The {\local <local-var>+}o part of the grammar gets me thinking that \local is some kind of scope-handling flag. The symbol has something to do with function block namespaces.

Here are some snippets from function calls.

<fixed-arguments-function-call> :: = <qualified-word> <expression>*
<qualified-word> ::= <word> | <qualifier><word>
<qualifier> ::= <context-name>/ | <qualifier><context-name>/<context-name> ::= <word>

The qualified-word is an identifier matched to the function’s namespace… probably to assign the value to the parameter only within the executing function’s scope. Question: How does this address recursion? There have to be separate namespaces for each level in the recursion, no? Maybe red-lang isn’t built to support recursion (which would be weird)?

Read more about expression and assignment grammars.

<qualifier> ::= <context-name>/ | <qualifier><context-name>/

It looks as though qualifiers support nesting… so there probably is recursion in red-lang. Maybe this has something to do with the function … like that is the ‘instance’ of the function block being executed.

Lots of guessing. All guessing.

For the record: LMPTHW is a doggone challenge, but absolutely fascinating. I don’t think I’ll ever need to write my own interpreter or database from scratch again, but feels so great to learn about it.

It is taking me much, much longer to get through part four of the book than I had anticipated (over a month now!). As a result, I’ve finally given up my goal of ‘get through the course’. In exchange, I’ve taken up a commitment to solve problems every day.

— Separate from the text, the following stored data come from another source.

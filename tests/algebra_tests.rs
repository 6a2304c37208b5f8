//! Algebraic Expression & Traversal Ordering Integration Tests
//!
//! Tests for:
//! - Expression construction, domains, transposition round-trips
//! - Operand resolution against a live graph store
//! - Redundant operand elimination across expressions
//! - Expression ordering with filters and bound variables

use deltagraph::algebra::{
    order_expressions, remove_redundant_operands, AlgebraicExpression, FilterSummary, MatrixRef,
    Operation, QueryGraph,
};
use deltagraph::graph::Graph;
use std::collections::HashSet;

// ============================================================================
// Test Helpers
// ============================================================================

fn label_operand(alias: &str, label: &str) -> AlgebraicExpression {
    AlgebraicExpression::new_operand(true, alias, alias, None, Some(label))
}

fn relation_operand(src: &str, dest: &str, edge: &str, rel: &str) -> AlgebraicExpression {
    AlgebraicExpression::new_operand(false, src, dest, Some(edge), Some(rel))
}

/// L_a * R_e1 * L_b
fn labeled_hop(src: &str, src_label: &str, dest: &str, dest_label: &str, edge: &str) -> AlgebraicExpression {
    let mut mul = AlgebraicExpression::new_operation(Operation::Mul);
    mul.add_child(label_operand(src, src_label));
    mul.add_child(relation_operand(src, dest, edge, "R"));
    mul.add_child(label_operand(dest, dest_label));
    mul
}

// ============================================================================
// Structure & Transposition
// ============================================================================

#[test]
fn test_double_transpose_is_structurally_identity() {
    let exp = labeled_hop("a", "A", "b", "B", "e");
    let printed = format!("{exp:?}");

    let mut t = exp;
    t.transpose();
    t.transpose();
    assert_eq!(format!("{t:?}"), printed);
}

#[test]
fn test_source_of_transpose_is_destination() {
    let mut exp = labeled_hop("a", "A", "b", "B", "e");
    let (src, dest) = (exp.source().to_string(), exp.destination().to_string());
    exp.transpose();
    assert_eq!(exp.source(), dest);
    assert_eq!(exp.destination(), src);
}

#[test]
fn test_add_preserves_left_domain() {
    let mut add = AlgebraicExpression::new_operation(Operation::Add);
    add.add_child(relation_operand("a", "b", "e1", "R"));
    add.add_child(relation_operand("a", "b", "e2", "S"));
    assert_eq!(add.source(), "a");
    assert_eq!(add.destination(), "b");
    assert_eq!(add.operation_count(Operation::Add), 1);
}

// ============================================================================
// Operand Resolution
// ============================================================================

#[test]
fn test_populate_resolves_known_schema() {
    let mut g = Graph::new("resolve");
    let person = g.add_label("Person");
    let knows = g.add_relation("KNOWS");

    let mut exp = AlgebraicExpression::new_operation(Operation::Mul);
    exp.add_child(label_operand("a", "Person"));
    exp.add_child(relation_operand("a", "b", "e", "KNOWS"));
    exp.populate_operands(&g);

    let label = exp.operand(0).expect("label operand");
    assert_eq!(label.matrix, MatrixRef::Label(person));
    let rel = exp.operand(1).expect("relation operand");
    assert_eq!(
        rel.matrix,
        MatrixRef::Relation {
            id: knows,
            transposed: false
        }
    );
}

#[test]
fn test_populate_missing_schema_is_zero() {
    let g = Graph::new("empty");
    let mut exp = label_operand("a", "Ghost");
    exp.populate_operands(&g);
    assert_eq!(exp.operand(0).expect("operand").matrix, MatrixRef::Zero);
}

#[test]
fn test_populate_folds_transpose_into_operand() {
    let mut g = Graph::new("transposed");
    let knows = g.add_relation("KNOWS");

    let mut exp = relation_operand("a", "b", "e", "KNOWS");
    exp.transpose();
    exp.populate_operands(&g);

    // the explicit transpose node is gone, replaced by a transposed
    // operand with swapped domains
    assert_eq!(exp.operation_count(Operation::Transpose), 0);
    let op = exp.operand(0).expect("operand");
    assert_eq!(
        op.matrix,
        MatrixRef::Relation {
            id: knows,
            transposed: true
        }
    );
    assert_eq!((op.src.as_str(), op.dest.as_str()), ("b", "a"));
}

#[test]
fn test_populate_unlabeled_operand_uses_adjacency() {
    let g = Graph::new("adj");
    let mut exp = AlgebraicExpression::new_operand(false, "a", "b", None, None);
    exp.populate_operands(&g);
    assert_eq!(
        exp.operand(0).expect("operand").matrix,
        MatrixRef::Adjacency { transposed: false }
    );
}

#[test]
fn test_populate_is_idempotent() {
    let mut g = Graph::new("idem");
    g.add_relation("KNOWS");
    let mut exp = relation_operand("a", "b", "e", "KNOWS");
    exp.populate_operands(&g);
    let resolved = exp.operand(0).expect("operand").matrix;

    // later registrations must not rewrite resolved operands
    g.add_relation("OTHER");
    exp.populate_operands(&g);
    assert_eq!(exp.operand(0).expect("operand").matrix, resolved);
}

// ============================================================================
// Redundant Operand Elimination
// ============================================================================

#[test]
fn test_shared_alias_label_dropped_from_later_expression() {
    let mut qg = QueryGraph::new();
    qg.add_node("a", &["A"]);
    qg.add_node("b", &["B"]);
    qg.add_node("c", &["C"]);
    qg.add_edge("e1", "a", "b", &["R"]);
    qg.add_edge("e2", "b", "c", &["R"]);

    let mut exps = vec![
        labeled_hop("a", "A", "b", "B", "e1"),
        labeled_hop("b", "B", "c", "C", "e2"),
    ];
    remove_redundant_operands(&mut exps, &qg);

    assert_eq!(exps.len(), 2);
    // the second expression lost its leading B label operand
    assert_eq!(exps[1].operand_count(), 2);
    assert!(!exps[1].src_operand().diagonal);
    // the first expression is untouched
    assert_eq!(exps[0].operand_count(), 3);
}

#[test]
fn test_expression_reduced_to_nothing_is_removed() {
    let mut qg = QueryGraph::new();
    qg.add_node("a", &["A"]);
    qg.add_node("b", &["B"]);
    qg.add_edge("e1", "a", "b", &["R"]);

    // second expression is only b's label, already resolved by the first
    let mut exps = vec![labeled_hop("a", "A", "b", "B", "e1"), label_operand("b", "B")];
    remove_redundant_operands(&mut exps, &qg);
    assert_eq!(exps.len(), 1);
}

// ============================================================================
// Ordering
// ============================================================================

#[test]
fn test_filtered_alias_becomes_entry_point() {
    let mut qg = QueryGraph::new();
    qg.add_node("a", &[]);
    qg.add_node("b", &[]);
    qg.add_node("c", &[]);
    qg.add_edge("e1", "a", "b", &["R"]);
    qg.add_edge("e2", "b", "c", &["R"]);

    let mut exps = vec![
        relation_operand("b", "c", "e2", "R"),
        relation_operand("a", "b", "e1", "R"),
    ];
    let mut filters = FilterSummary::new();
    filters.add_independent("a");

    order_expressions(&qg, &mut exps, Some(&filters), None);

    // the expression whose source carries the filter runs first and the
    // chain stays source-resolved
    assert_eq!(exps[0].source(), "a");
    assert_eq!(exps[0].edge(), Some("e1"));
    assert_eq!(exps[1].source(), "b");
}

#[test]
fn test_entry_point_transposed_when_destination_wins() {
    let mut qg = QueryGraph::new();
    qg.add_node("a", &[]);
    qg.add_node("b", &["B", "B2"]);
    qg.add_edge("e1", "a", "b", &["R"]);

    let mut exps = vec![relation_operand("a", "b", "e1", "R")];
    order_expressions(&qg, &mut exps, None, None);

    assert!(exps[0].transposed());
    assert_eq!(exps[0].source(), "b");
}

#[test]
fn test_entry_point_kept_when_source_outscores() {
    let mut qg = QueryGraph::new();
    qg.add_node("a", &["A", "A2"]);
    qg.add_node("b", &["B"]);
    qg.add_edge("e1", "a", "b", &["R"]);

    let mut exps = vec![relation_operand("a", "b", "e1", "R")];
    order_expressions(&qg, &mut exps, None, None);

    assert!(!exps[0].transposed());
    assert_eq!(exps[0].source(), "a");
}

#[test]
fn test_bound_variable_outranks_label_and_filter() {
    let mut qg = QueryGraph::new();
    qg.add_node("a", &["A", "A2", "A3"]);
    qg.add_node("b", &[]);
    qg.add_node("c", &[]);
    qg.add_edge("e1", "a", "b", &["R"]);
    qg.add_edge("e2", "b", "c", &["R"]);

    let mut exps = vec![
        relation_operand("a", "b", "e1", "R"),
        relation_operand("b", "c", "e2", "R"),
    ];
    let mut filters = FilterSummary::new();
    filters.add_independent("a");
    let bound: HashSet<String> = ["c".to_string()].into();

    order_expressions(&qg, &mut exps, Some(&filters), Some(&bound));

    // the bound end wins the arrangement and the walk enters from it
    assert_eq!(exps[0].edge(), Some("e2"));
    assert_eq!(exps[0].source(), "c");
    // the follow-up expression is reachable from the opening one
    let resolved: Vec<&str> = vec![exps[0].source(), exps[0].destination()];
    assert!(resolved.contains(&exps[1].source()));
}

Solving problems is more than just typing code. It’s also about research, documentation, review, and insight.

Zed calls the activities in the book ‘exercises’, but if someone ever asks me about LMPTHW, I’d call them “independent study units”. He gives the basic knowledge and expectations, but you personally have to extend and apply it as far as you can handle (and then some).

(EDIT: clarify problem solving)

2 Likes

I just found BNF grammars for Ruby!! This is so cool. So many resources out there.

This one seems to be more complete than the pdf. It includes the grammar for CALL_ARGS (which is really important to me right now!)

http://docs.huihoo.com/ruby/ruby-man-1.4/yacc.html

Here’s one for ECMAscript… probably an old version, but the symbols are all hyperlinked!!

http://tomcopeland.blogs.com/EcmaScript.html

|FunctionDeclaration|::=|"function" Identifier ( "(" ( FormalParameterList )? ")" ) FunctionBody|
|---|---|---|
|FunctionExpression|::=|"function" ( Identifier )? ( "(" ( FormalParameterList )? ")" ) FunctionBody|

This is from the ecmascript grammars. I think the word “function” in quotes represents the lexeme or string representation of the token. same goes for the parentheses.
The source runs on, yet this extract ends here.